Using an example of X-SAMPA ("industrial" representation of IPA symbols) sequences, an exercise in the end of the notebook exemplifies how prefix trees can be used for parsing the phonemic sequences, i.e. predicting both "ice cream" and "I scream" when given the input `[aI s k r i m]`.


## Building prefix trees

Imagine that we have the following list and we need to store it in memory.
The cell below defines saving it as a list of strings.

In [1]:
words = ["linguist", "language", "physics"]

However, there is another _data structure_ that allows to store a collection of strings more succinctly.
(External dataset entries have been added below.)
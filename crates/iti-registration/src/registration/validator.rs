use std::sync::Arc;

use super::definition::FormDefinition;
use super::domain::{ErrorState, FormState};
use super::policy::ConditionalValidationPolicy;
use super::schema::ValidationCandidate;

/// Raised when a step index has no schema bound to it.
#[derive(Debug, Clone, PartialEq, Eq, thiserror::Error)]
#[error("no validation schema bound to step {step} (flow has {step_count} steps)")]
pub struct SchemaLookupError {
    pub step: usize,
    pub step_count: usize,
}

/// Runs the schema of a step against the form, honoring the conditional policy.
#[derive(Debug, Clone)]
pub struct StepValidator {
    definition: Arc<FormDefinition>,
    policy: ConditionalValidationPolicy,
}

impl Default for StepValidator {
    fn default() -> Self {
        Self::new(
            Arc::new(FormDefinition::default()),
            ConditionalValidationPolicy::default(),
        )
    }
}

impl StepValidator {
    pub fn new(definition: Arc<FormDefinition>, policy: ConditionalValidationPolicy) -> Self {
        Self { definition, policy }
    }

    pub fn definition(&self) -> &FormDefinition {
        &self.definition
    }

    pub fn policy(&self) -> &ConditionalValidationPolicy {
        &self.policy
    }

    pub fn step_count(&self) -> usize {
        self.definition.len()
    }

    /// Validate `form` against the schema of `step`.
    ///
    /// Failing fields come back as entries of the returned [`ErrorState`]; only a missing
    /// schema is an `Err`.
    pub fn validate_step(
        &self,
        step: usize,
        form: &FormState,
    ) -> Result<ErrorState, SchemaLookupError> {
        let definition = self.definition.get(step).ok_or(SchemaLookupError {
            step,
            step_count: self.definition.len(),
        })?;

        let exempt = self.policy.exempt_fields(form);
        let candidate = ValidationCandidate::new(form, &exempt);

        match definition.schema.validate(candidate) {
            Ok(()) => Ok(ErrorState::new()),
            Err(aggregate) => Ok(aggregate
                .inner
                .into_iter()
                .map(|violation| (violation.path, violation.message))
                .collect()),
        }
    }
}
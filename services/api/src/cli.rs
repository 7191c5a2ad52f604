use crate::demo::{run_demo, DemoArgs};
use crate::server;
use clap::{Args, Parser, Subcommand};
use iti_registration::error::AppError;

#[derive(Parser, Debug)]
#[command(
    name = "ITI Graduate Registration",
    about = "Run the ITI graduate registration service or walk through a scripted registration",
    version
)]
struct Cli {
    #[command(subcommand)]
    command: Option<Command>,
}

#[derive(Subcommand, Debug)]
enum Command {
    /// Start the HTTP service (default command)
    Serve(ServeArgs),
    /// Walk a scripted registration through every step against an in-process gateway
    Demo(DemoArgs),
}

#[derive(Args, Debug, Default)]
pub(crate) struct ServeArgs {
    /// Override the configured host for the HTTP server
    #[arg(long)]
    pub(crate) host: Option<String>,
    /// Override the configured port for the HTTP server
    #[arg(long)]
    pub(crate) port: Option<u16>,
}

pub(crate) async fn run() -> Result<(), AppError> {
    let cli = Cli::parse();
    let command = cli
        .command
        .unwrap_or_else(|| Command::Serve(ServeArgs::default()));

    match command {
        Command::Serve(args) => server::run(args).await,
        Command::Demo(args) => run_demo(args).await,
    }
}
use async_trait::async_trait;
use serde::{Deserialize, Serialize};
use tracing::debug;

use super::domain::FormState;

/// Acknowledgement returned by the remote registration endpoint.
#[derive(Debug, Clone, PartialEq, Serialize, Deserialize)]
pub struct GatewayReceipt {
    pub status: u16,
    #[serde(default)]
    pub body: serde_json::Value,
}

/// Failure to hand the registration to the remote endpoint.
///
/// `Display` is the message shown to the user.
#[derive(Debug, Clone, PartialEq, Eq, thiserror::Error)]
pub enum GatewayError {
    #[error("{0}")]
    Transport(String),
    #[error("{message}")]
    Rejected { status: u16, message: String },
}

/// Outbound call that persists a completed registration.
#[async_trait]
pub trait SubmissionGateway: Send + Sync {
    async fn create_registration_request(
        &self,
        form: &FormState,
    ) -> Result<GatewayReceipt, GatewayError>;
}

/// Posts the form state as JSON to the configured endpoint.
#[derive(Debug, Clone)]
pub struct HttpSubmissionGateway {
    client: reqwest::Client,
    endpoint: String,
}

impl HttpSubmissionGateway {
    pub fn new(endpoint: impl Into<String>) -> Self {
        Self::with_client(reqwest::Client::new(), endpoint)
    }

    pub fn with_client(client: reqwest::Client, endpoint: impl Into<String>) -> Self {
        Self {
            client,
            endpoint: endpoint.into(),
        }
    }

    pub fn endpoint(&self) -> &str {
        &self.endpoint
    }
}

#[async_trait]
impl SubmissionGateway for HttpSubmissionGateway {
    async fn create_registration_request(
        &self,
        form: &FormState,
    ) -> Result<GatewayReceipt, GatewayError> {
        debug!(endpoint = %self.endpoint, fields = form.len(), "posting registration request");

        let response = self
            .client
            .post(&self.endpoint)
            .json(form)
            .send()
            .await
            .map_err(|err| GatewayError::Transport(err.to_string()))?;

        let status = response.status();
        let body = body_or_empty(status.as_u16(), response.text().await);

        if !status.is_success() {
            return Err(GatewayError::Rejected {
                status: status.as_u16(),
                message: rejection_message(status.as_u16(), &body),
            });
        }

        let body = serde_json::from_str(&body).unwrap_or(serde_json::Value::String(body));
        Ok(GatewayReceipt {
            status: status.as_u16(),
            body,
        })
    }
}

/// An unreadable body is treated as empty; the read error is only logged.
fn body_or_empty<E: std::fmt::Display>(status: u16, body: Result<String, E>) -> String {
    body.unwrap_or_else(|err| {
        debug!(status, error = %err, "failed to read registration response body");
        String::new()
    })
}

/// Prefer the endpoint's own `message` field, falling back to the status line.
fn rejection_message(status: u16, body: &str) -> String {
    serde_json::from_str::<serde_json::Value>(body)
        .ok()
        .and_then(|value| {
            value
                .get("message")
                .and_then(|message| message.as_str())
                .map(str::to_string)
        })
        .unwrap_or_else(|| format!("Request failed with status code {status}"))
}
use std::env;
use std::fmt;
use std::net::{IpAddr, SocketAddr};
use std::path::PathBuf;
use std::time::Duration;

const DEFAULT_REGISTRATION_ENDPOINT: &str = "http://127.0.0.1:8080/api/registration-requests";
const DEFAULT_MAX_SESSIONS: usize = 10_000;
const DEFAULT_SESSION_IDLE_SECS: u64 = 30 * 60;

/// Distinguishes runtime behavior for different stages of the service.
#[derive(Debug, Clone, Copy, PartialEq, Eq)]
pub enum AppEnvironment {
    Development,
    Test,
    Production,
}

impl AppEnvironment {
    fn from_str(value: &str) -> Self {
        match value.trim().to_ascii_lowercase().as_str() {
            "prod" | "production" => Self::Production,
            "test" | "ci" => Self::Test,
            _ => Self::Development,
        }
    }
}

/// Top-level configuration for the registration service.
#[derive(Debug, Clone)]
pub struct AppConfig {
    pub environment: AppEnvironment,
    pub server: ServerConfig,
    pub telemetry: TelemetryConfig,
    pub registration: RegistrationConfig,
}

impl AppConfig {
    pub fn load() -> Result<Self, ConfigError> {
        dotenvy::dotenv().ok();

        let environment = AppEnvironment::from_str(
            &env::var("APP_ENV").unwrap_or_else(|_| "development".to_string()),
        );

        let host = env::var("APP_HOST").unwrap_or_else(|_| "127.0.0.1".to_string());
        let port = env::var("APP_PORT")
            .unwrap_or_else(|_| "3000".to_string())
            .parse::<u16>()
            .map_err(|_| ConfigError::InvalidPort)?;

        let log_level = env::var("APP_LOG_LEVEL").unwrap_or_else(|_| "info".to_string());

        let submission_endpoint = env::var("APP_REGISTRATION_ENDPOINT")
            .unwrap_or_else(|_| DEFAULT_REGISTRATION_ENDPOINT.to_string());
        if !(submission_endpoint.starts_with("http://")
            || submission_endpoint.starts_with("https://"))
        {
            return Err(ConfigError::InvalidEndpoint(submission_endpoint));
        }

        let max_sessions = parse_or("APP_MAX_SESSIONS", DEFAULT_MAX_SESSIONS)?;
        if max_sessions == 0 {
            return Err(ConfigError::InvalidNumber {
                key: "APP_MAX_SESSIONS",
            });
        }
        let idle_secs = parse_or("APP_SESSION_IDLE_SECS", DEFAULT_SESSION_IDLE_SECS)?;

        Ok(Self {
            environment,
            server: ServerConfig { host, port },
            telemetry: TelemetryConfig {
                log_level,
                ansi: environment == AppEnvironment::Development,
                include_targets: environment != AppEnvironment::Production,
            },
            registration: RegistrationConfig {
                submission_endpoint,
                options_path: optional_path("APP_OPTIONS_PATH"),
                directory_path: optional_path("APP_DIRECTORY_PATH"),
                max_sessions,
                session_idle_timeout: Duration::from_secs(idle_secs),
            },
        })
    }
}

fn parse_or<T: std::str::FromStr>(key: &'static str, default: T) -> Result<T, ConfigError> {
    match env::var(key) {
        Ok(raw) if !raw.trim().is_empty() => raw
            .trim()
            .parse::<T>()
            .map_err(|_| ConfigError::InvalidNumber { key }),
        _ => Ok(default),
    }
}

fn optional_path(key: &str) -> Option<PathBuf> {
    env::var(key)
        .ok()
        .filter(|value| !value.trim().is_empty())
        .map(PathBuf::from)
}

/// Settings controlling the HTTP server binding.
#[derive(Debug, Clone)]
pub struct ServerConfig {
    pub host: String,
    pub port: u16,
}

impl ServerConfig {
    pub fn socket_addr(&self) -> Result<SocketAddr, ConfigError> {
        if self.host.eq_ignore_ascii_case("localhost") {
            return Ok(SocketAddr::new(IpAddr::from([127, 0, 0, 1]), self.port));
        }

        let ip: IpAddr = self
            .host
            .parse()
            .map_err(|source| ConfigError::InvalidHost { source })?;

        Ok(SocketAddr::new(ip, self.port))
    }
}

/// Tracing controls.
#[derive(Debug, Clone)]
pub struct TelemetryConfig {
    pub log_level: String,
    pub ansi: bool,
    pub include_targets: bool,
}

/// Where registrations are sent and where option data comes from.
#[derive(Debug, Clone)]
pub struct RegistrationConfig {
    pub submission_endpoint: String,
    /// JSON option catalog; the bundled catalog is used when unset.
    pub options_path: Option<PathBuf>,
    /// JSON tracks/branches directory; the bundled directory is used when unset.
    pub directory_path: Option<PathBuf>,
    /// Upper bound on live registration sessions.
    pub max_sessions: usize,
    /// Sessions untouched for this long are dropped.
    pub session_idle_timeout: Duration,
}

#[derive(Debug)]
pub enum ConfigError {
    InvalidPort,
    InvalidHost { source: std::net::AddrParseError },
    InvalidEndpoint(String),
    InvalidNumber { key: &'static str },
}

impl fmt::Display for ConfigError {
    fn fmt(&self, f: &mut fmt::Formatter<'_>) -> fmt::Result {
        match self {
            ConfigError::InvalidPort => write!(f, "APP_PORT must be a valid u16"),
            ConfigError::InvalidHost { .. } => {
                write!(f, "APP_HOST must parse to an IPv4 or IPv6 address")
            }
            ConfigError::InvalidEndpoint(value) => write!(
                f,
                "APP_REGISTRATION_ENDPOINT must be an http(s) URL, got '{}'",
                value
            ),
            ConfigError::InvalidNumber { key } => {
                write!(f, "{} must be a positive whole number", key)
            }
        }
    }
}

impl std::error::Error for ConfigError {
    fn source(&self) -> Option<&(dyn std::error::Error + 'static)> {
        match self {
            ConfigError::InvalidPort
            | ConfigError::InvalidEndpoint(_)
            | ConfigError::InvalidNumber { .. } => None,
            ConfigError::InvalidHost { source } => Some(source),
        }
    }
}

#[cfg(test)]
mod tests {
    use super::*;
    use std::env;
    use std::sync::{Mutex, OnceLock};

    fn env_guard() -> &'static Mutex<()> {
        static GUARD: OnceLock<Mutex<()>> = OnceLock::new();
        GUARD.get_or_init(|| Mutex::new(()))
    }

    fn reset_env() {
        for key in [
            "APP_ENV",
            "APP_HOST",
            "APP_PORT",
            "APP_LOG_LEVEL",
            "APP_REGISTRATION_ENDPOINT",
            "APP_OPTIONS_PATH",
            "APP_DIRECTORY_PATH",
            "APP_MAX_SESSIONS",
            "APP_SESSION_IDLE_SECS",
        ] {
            env::remove_var(key);
        }
    }

    #[test]
    fn load_uses_defaults_when_env_missing() {
        let _lock = env_guard().lock().expect("env mutex poisoned");
        reset_env();
        let config = AppConfig::load().expect("config loads with defaults");
        assert_eq!(config.environment, AppEnvironment::Development);
        assert_eq!(config.server.host, "127.0.0.1");
        assert_eq!(config.server.port, 3000);
        assert_eq!(config.telemetry.log_level, "info");
        assert_eq!(
            config.registration.submission_endpoint,
            DEFAULT_REGISTRATION_ENDPOINT
        );
        assert!(config.registration.options_path.is_none());
        assert_eq!(config.registration.max_sessions, DEFAULT_MAX_SESSIONS);
        assert_eq!(
            config.registration.session_idle_timeout,
            Duration::from_secs(DEFAULT_SESSION_IDLE_SECS)
        );
    }

    #[test]
    fn session_limits_come_from_env() {
        let _lock = env_guard().lock().expect("env mutex poisoned");
        reset_env();
        env::set_var("APP_MAX_SESSIONS", "250");
        env::set_var("APP_SESSION_IDLE_SECS", "90");
        let config = AppConfig::load().expect("config loads");
        assert_eq!(config.registration.max_sessions, 250);
        assert_eq!(
            config.registration.session_idle_timeout,
            Duration::from_secs(90)
        );

        env::set_var("APP_MAX_SESSIONS", "0");
        let err = AppConfig::load().expect_err("zero sessions rejected");
        assert!(matches!(
            err,
            ConfigError::InvalidNumber {
                key: "APP_MAX_SESSIONS"
            }
        ));
        reset_env();
    }

    #[test]
    fn accepts_localhost_host() {
        let _lock = env_guard().lock().expect("env mutex poisoned");
        reset_env();
        env::set_var("APP_HOST", "localhost");
        let config = AppConfig::load().expect("config loads");
        let addr = config.server.socket_addr().expect("localhost resolves");
        assert_eq!(addr, SocketAddr::new(IpAddr::from([127, 0, 0, 1]), 3000));
        reset_env();
    }

    #[test]
    fn rejects_non_http_endpoint() {
        let _lock = env_guard().lock().expect("env mutex poisoned");
        reset_env();
        env::set_var("APP_REGISTRATION_ENDPOINT", "ftp://registrations");
        let err = AppConfig::load().expect_err("endpoint rejected");
        assert!(matches!(err, ConfigError::InvalidEndpoint(_)));
        reset_env();
    }

    #[test]
    fn production_disables_ansi_and_targets() {
        let _lock = env_guard().lock().expect("env mutex poisoned");
        reset_env();
        env::set_var("APP_ENV", "prod");
        env::set_var("APP_OPTIONS_PATH", "/etc/iti/options.json");
        let config = AppConfig::load().expect("config loads");
        assert_eq!(config.environment, AppEnvironment::Production);
        assert!(!config.telemetry.ansi);
        assert!(!config.telemetry.include_targets);
        assert_eq!(
            config.registration.options_path,
            Some(PathBuf::from("/etc/iti/options.json"))
        );
        reset_env();
    }
}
A **trie**, or a **prefix tree**, stores strings in a tree that branches every time positions of the strings don't match. An empty string is the top node in the tree, because every string has something in-common: _every string starts with an empty substring_. Then, there are two options how to start a word in the list of `words`: "l" and "p", so the node of the empty string branches to the nodes "l" and "p", and so on.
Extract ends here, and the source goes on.